(Saved entries)
BEGIN

//! Signed cookie persistence for sessions.
//!
//! The whole session lives in the cookie value:
//!
//! ```text
//! base64url(CBOR{name, values, issued_at}) "." base64url(MAC)
//! ```
//!
//! The MAC is a keyed BLAKE3 hash over `name "|" payload`, keyed with a key
//! derived from the configured session secret. Nothing is kept server-side,
//! so concurrent requests see either the old or the new cookie.

use std::time::{Duration, SystemTime, UNIX_EPOCH};

use base64::{engine::general_purpose::URL_SAFE_NO_PAD, Engine as _};
use cookie::{time, Cookie, SameSite};
use serde::{Deserialize, Serialize};
use tracing::{debug, warn};

use crate::error::{PermsError, Result};
use crate::session::{Session, SessionValues};

/// Name of the session cookie.
pub const SESSION_COOKIE_NAME: &str = "admin";

/// Default session lifetime: 7 days.
pub const DEFAULT_SESSION_TTL: Duration = Duration::from_secs(7 * 24 * 60 * 60);

/// BLAKE3 key-derivation context for the cookie MAC key.
const KEY_CONTEXT: &str = "cloudfiles session cookie v1";

/// Attributes written on every session cookie.
#[derive(Debug, Clone)]
pub struct CookieOptions {
    /// Cookie path (default: "/").
    pub path: String,
    /// Session lifetime; also sent as `Max-Age`.
    pub ttl: Duration,
    /// Whether to set the Secure flag.
    pub secure: bool,
    /// SameSite policy.
    pub same_site: SameSite,
}

impl Default for CookieOptions {
    fn default() -> Self {
        Self {
            path: "/".to_string(),
            ttl: DEFAULT_SESSION_TTL,
            secure: false,
            same_site: SameSite::Lax,
        }
    }
}

#[derive(Serialize, Deserialize)]
struct CookiePayload {
    name: String,
    values: SessionValues,
    issued_at: u64,
}

/// Encodes sessions into signed cookies and back.
pub struct CookieStore {
    name: String,
    key: [u8; 32],
    options: CookieOptions,
}

impl CookieStore {
    /// Create a store signing with a key derived from `secret`.
    pub fn new(secret: &[u8], options: CookieOptions) -> Self {
        Self {
            name: SESSION_COOKIE_NAME.to_string(),
            key: blake3::derive_key(KEY_CONTEXT, secret),
            options,
        }
    }

    pub fn name(&self) -> &str {
        &self.name
    }

    pub fn options(&self) -> &CookieOptions {
        &self.options
    }

    /// Resolve the session from `Cookie` header values.
    ///
    /// A missing, tampered, malformed or expired cookie yields a new
    /// anonymous session.
    pub fn load<'a, I>(&self, headers: I) -> Session
    where
        I: IntoIterator<Item = &'a str>,
    {
        let value = headers
            .into_iter()
            .flat_map(Cookie::split_parse)
            .filter_map(|c| c.ok())
            .find(|c| c.name() == self.name)
            .map(|c| c.value().to_string());

        let Some(value) = value else {
            return Session::new();
        };

        match self.decode(&value, now_secs()) {
            Ok(session) => {
                debug!(owner = ?session.owner(), "restored session from cookie");
                session
            }
            Err(e) => {
                warn!(error = %e, "discarding session cookie");
                Session::new()
            }
        }
    }

    /// Sign `session` into a cookie value.
    pub fn encode(&self, session: &Session) -> Result<String> {
        let payload = CookiePayload {
            name: self.name.clone(),
            values: session.values().clone(),
            issued_at: session.issued_at(),
        };

        let mut buf = Vec::new();
        ciborium::into_writer(&payload, &mut buf)
            .map_err(|e| PermsError::Serialization(e.to_string()))?;

        let payload = URL_SAFE_NO_PAD.encode(buf);
        let mac = self.mac(&payload);
        Ok(format!(
            "{}.{}",
            payload,
            URL_SAFE_NO_PAD.encode(mac.as_bytes())
        ))
    }

    /// Verify and decode a cookie value as of `now` (unix seconds).
    pub fn decode(&self, value: &str, now: u64) -> Result<Session> {
        let (payload, mac) = value
            .split_once('.')
            .ok_or_else(|| PermsError::InvalidCookie("missing signature".into()))?;

        let mac: [u8; 32] = URL_SAFE_NO_PAD
            .decode(mac)
            .ok()
            .and_then(|b| b.try_into().ok())
            .ok_or_else(|| PermsError::InvalidCookie("malformed signature".into()))?;

        // blake3::Hash equality is constant-time.
        if self.mac(payload) != blake3::Hash::from(mac) {
            return Err(PermsError::InvalidCookie("signature mismatch".into()));
        }

        let bytes = URL_SAFE_NO_PAD
            .decode(payload)
            .map_err(|e| PermsError::InvalidCookie(e.to_string()))?;
        let payload: CookiePayload = ciborium::from_reader(bytes.as_slice())
            .map_err(|e| PermsError::InvalidCookie(e.to_string()))?;

        if payload.name != self.name {
            return Err(PermsError::InvalidCookie(format!(
                "cookie issued for {}",
                payload.name
            )));
        }

        if payload.issued_at.saturating_add(self.options.ttl.as_secs()) < now {
            return Err(PermsError::InvalidCookie("session expired".into()));
        }

        Ok(Session::restored(payload.values, payload.issued_at))
    }

    /// Build the `Set-Cookie` that persists `session`.
    pub fn save(&self, session: &Session) -> Result<Cookie<'static>> {
        let value = self.encode(session)?;
        let max_age = i64::try_from(self.options.ttl.as_secs()).unwrap_or(i64::MAX);

        Ok(self
            .base(value)
            .max_age(time::Duration::seconds(max_age))
            .build())
    }

    /// Build the `Set-Cookie` that removes the session from the client.
    pub fn expire(&self) -> Cookie<'static> {
        self.base(String::new())
            .max_age(time::Duration::ZERO)
            .expires(time::OffsetDateTime::UNIX_EPOCH)
            .build()
    }

    fn base(&self, value: String) -> cookie::CookieBuilder<'static> {
        Cookie::build((self.name.clone(), value))
            .path(self.options.path.clone())
            .http_only(true)
            .secure(self.options.secure)
            .same_site(self.options.same_site)
    }

    fn mac(&self, payload: &str) -> blake3::Hash {
        let mut hasher = blake3::Hasher::new_keyed(&self.key);
        hasher.update(self.name.as_bytes());
        hasher.update(b"|");
        hasher.update(payload.as_bytes());
        hasher.finalize()
    }
}

/// Current time in unix seconds.
pub(crate) fn now_secs() -> u64 {
    SystemTime::now()
        .duration_since(UNIX_EPOCH)
        .map(|d| d.as_secs())
        .unwrap_or_default()
}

END

__PROBLEM TO SOLVE__. Every single line of the data above must be set down again exactly.

__ANSWER FOR THE TASK__.
//! Signed cookie persistence for sessions.
//!
//! The whole session lives in the cookie value:
//!
//! ```text
//! base64url(CBOR{name, values, issued_at}) "." base64url(MAC)
//! ```
//!
//! The MAC is a keyed BLAKE3 hash over `name "|" payload`, keyed with a key
//! derived from the configured session secret. Nothing is kept server-side,
//! so concurrent requests see either the old or the new cookie.

use std::time::{Duration, SystemTime, UNIX_EPOCH};

use base64::{engine::general_purpose::URL_SAFE_NO_PAD, Engine as _};
use cookie::{time, Cookie, SameSite};
use serde::{Deserialize, Serialize};
use tracing::{debug, warn};

use crate::error::{PermsError, Result};
use crate::session::{Session, SessionValues};

/// Name of the session cookie.
pub const SESSION_COOKIE_NAME: &str = "admin";

/// Default session lifetime: 7 days.
pub const DEFAULT_SESSION_TTL: Duration = Duration::from_secs(7 * 24 * 60 * 60);

/// BLAKE3 key-derivation context for the cookie MAC key.
const KEY_CONTEXT: &str = "cloudfiles session cookie v1";

/// Attributes written on every session cookie.
#[derive(Debug, Clone)]
pub struct CookieOptions {
    /// Cookie path (default: "/").
    pub path: String,
    /// Session lifetime; also sent as `Max-Age`.
    pub ttl: Duration,
    /// Whether to set the Secure flag.
    pub secure: bool,
    /// SameSite policy.
    pub same_site: SameSite,
}

impl Default for CookieOptions {
    fn default() -> Self {
        Self {
            path: "/".to_string(),
            ttl: DEFAULT_SESSION_TTL,
            secure: false,
            same_site: SameSite::Lax,
        }
    }
}

#[derive(Serialize, Deserialize)]
struct CookiePayload {
    name: String,
    values: SessionValues,
    issued_at: u64,
}

/// Encodes sessions into signed cookies and back.
pub struct CookieStore {
    name: String,
    key: [u8; 32],
    options: CookieOptions,
}

impl CookieStore {
    /// Create a store signing with a key derived from `secret`.
    pub fn new(secret: &[u8], options: CookieOptions) -> Self {
        Self {
            name: SESSION_COOKIE_NAME.to_string(),
            key: blake3::derive_key(KEY_CONTEXT, secret),
            options,
        }
    }

    pub fn name(&self) -> &str {
        &self.name
    }

    pub fn options(&self) -> &CookieOptions {
        &self.options
    }

    /// Resolve the session from `Cookie` header values.
    ///
    /// A missing, tampered, malformed or expired cookie yields a new
    /// anonymous session.
    pub fn load<'a, I>(&self, headers: I) -> Session
    where
        I: IntoIterator<Item = &'a str>,
    {
        let value = headers
            .into_iter()
            .flat_map(Cookie::split_parse)
            .filter_map(|c| c.ok())
            .find(|c| c.name() == self.name)
            .map(|c| c.value().to_string());

        let Some(value) = value else {
            return Session::new();
        };

        match self.decode(&value, now_secs()) {
            Ok(session) => {
                debug!(owner = ?session.owner(), "restored session from cookie");
                session
            }
            Err(e) => {
                warn!(error = %e, "discarding session cookie");
                Session::new()
            }
        }
    }

    /// Sign `session` into a cookie value.
    pub fn encode(&self, session: &Session) -> Result<String> {
        let payload = CookiePayload {
            name: self.name.clone(),
            values: session.values().clone(),
            issued_at: session.issued_at(),
        };

        let mut buf = Vec::new();
        ciborium::into_writer(&payload, &mut buf)
            .map_err(|e| PermsError::Serialization(e.to_string()))?;

        let payload = URL_SAFE_NO_PAD.encode(buf);
        let mac = self.mac(&payload);
        Ok(format!(
            "{}.{}",
            payload,
            URL_SAFE_NO_PAD.encode(mac.as_bytes())
        ))
    }

    /// Verify and decode a cookie value as of `now` (unix seconds).
    pub fn decode(&self, value: &str, now: u64) -> Result<Session> {
        let (payload, mac) = value
            .split_once('.')
            .ok_or_else(|| PermsError::InvalidCookie("missing signature".into()))?;

        let mac: [u8; 32] = URL_SAFE_NO_PAD
            .decode(mac)
            .ok()
            .and_then(|b| b.try_into().ok())
            .ok_or_else(|| PermsError::InvalidCookie("malformed signature".into()))?;

        // blake3::Hash equality is constant-time.
        if self.mac(payload) != blake3::Hash::from(mac) {
            return Err(PermsError::InvalidCookie("signature mismatch".into()));
        }

        let bytes = URL_SAFE_NO_PAD
            .decode(payload)
            .map_err(|e| PermsError::InvalidCookie(e.to_string()))?;
        let payload: CookiePayload = ciborium::from_reader(bytes.as_slice())
            .map_err(|e| PermsError::InvalidCookie(e.to_string()))?;

        if payload.name != self.name {
            return Err(PermsError::InvalidCookie(format!(
                "cookie issued for {}",
                payload.name
            )));
        }

        if payload.issued_at.saturating_add(self.options.ttl.as_secs()) < now {
            return Err(PermsError::InvalidCookie("session expired".into()));
        }

        Ok(Session::restored(payload.values, payload.issued_at))
    }

    /// Build the `Set-Cookie` that persists `session`.
    pub fn save(&self, session: &Session) -> Result<Cookie<'static>> {
        let value = self.encode(session)?;
        let max_age = i64::try_from(self.options.ttl.as_secs()).unwrap_or(i64::MAX);

        Ok(self
            .base(value)
            .max_age(time::Duration::seconds(max_age))
            .build())
    }

    /// Build the `Set-Cookie` that removes the session from the client.
    pub fn expire(&self) -> Cookie<'static> {
        self.base(String::new())
            .max_age(time::Duration::ZERO)
            .expires(time::OffsetDateTime::UNIX_EPOCH)
            .build()
    }

    fn base(&self, value: String) -> cookie::CookieBuilder<'static> {
        Cookie::build((self.name.clone(), value))
            .path(self.options.path.clone())
            .http_only(true)
            .secure(self.options.secure)
            .same_site(self.options.same_site)
    }

    fn mac(&self, payload: &str) -> blake3::Hash {
        let mut hasher = blake3::Hasher::new_keyed(&self.key);
        hasher.update(self.name.as_bytes());
        hasher.update(b"|");
        hasher.update(payload.as_bytes());
        hasher.finalize()
    }
}

/// Current time in unix seconds.
pub(crate) fn now_secs() -> u64 {
    SystemTime::now()
        .duration_since(UNIX_EPOCH)
        .map(|d| d.as_secs())
        .unwrap_or_default()
}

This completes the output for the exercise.